>  今週のトピックス >  No.3170
EPA看護・介護人材の就業範囲に拡大案
● EPA人材の国家試験合格率は年々上昇しているが…
  2014年10月から10回にわたり、厚労省は「外国人介護人材の受入れの在り方に関する検討会」を開催してきた。外国人技能実習制度の介護分野への拡大を含めた中間とりまとめは、15年2月に行われている。今年2月26日には、すでにEPA(経済連携協定)に基づいて入国している外国人介護人材の在り方について、集中的なとりまとめが行われた。
  周知のとおり、EPAによる介護人材の受入れについては、08年度の対インドネシアに始まり、09年度には対フィリピン、14年度には対ベトナムという具合に、現在3カ国を対象に実施されている。15年度までの受入れの累計は2000人を上回った。ただし、原則4年間の滞在中に国家資格である介護福祉士が取得できない場合、特例となるプラス1年間を除いて滞在延長はできない(つまり、その後の短期滞在資格での再入国以外では、国家試験の受験チャンスは2回のみ)。ちなみに、EPA人材の国家試験合格率は約45%で、年々少しずつ上昇はしているものの、全体の合格率より2割程度低くなっている。

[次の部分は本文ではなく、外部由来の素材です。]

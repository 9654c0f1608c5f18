//! Reply generator adapters.
//!
//! - `OpenAIResponsesGenerator` - production generator over the OpenAI Responses API
//! - `MockReplyGenerator` - scripted generator for tests and local runs

mod mock_generator;
mod openai_responses;

pub use mock_generator::{GenerationCall, MockReplyGenerator, DEFAULT_MOCK_REPLY};
pub use openai_responses::{
    OpenAIResponsesConfig, OpenAIResponsesGenerator, DEFAULT_INSTRUCTIONS,
    DEFAULT_OPENAI_BASE_URL, DEFAULT_OPENAI_MODEL,
};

● 有資格者となったEPA人材の活躍の場は広がりを見せるのか
  来日する当事者にとって厳しい状況が続く中、一方で政府としては協定相手国との関係もあり、人材の活躍範囲を拡大したいという意図がある。15年6月に打ち出した日本再興戦略でも、その旨がかかげられている。こうした意向を受け、今回の検討会のとりまとめでは、EPAで受け入れた介護人材の活躍できる職務範囲を広げるという提案がなされた。
  これまで、EPAで来日した人材の就労先としては、@定員30名以上の介護保険施設(特養ホームや老健など)、A@と一体的な運営が行われているデイサービスなどに限られていた。今回のとりまとめでは、この2種類に加え、B定員30名以上の特定施設(有料老人ホームなど)、C定員29名以下の介護保険施設(地域密着型特養含む)やそれと一体運営のデイサービスなど(@と運営が一体化されている場合などの条件あり)が提案された。さらに、D介護福祉士を取得できた人材については、訪問系サービスを含めた介護業務全般まで就労範囲を拡大する旨も示されている。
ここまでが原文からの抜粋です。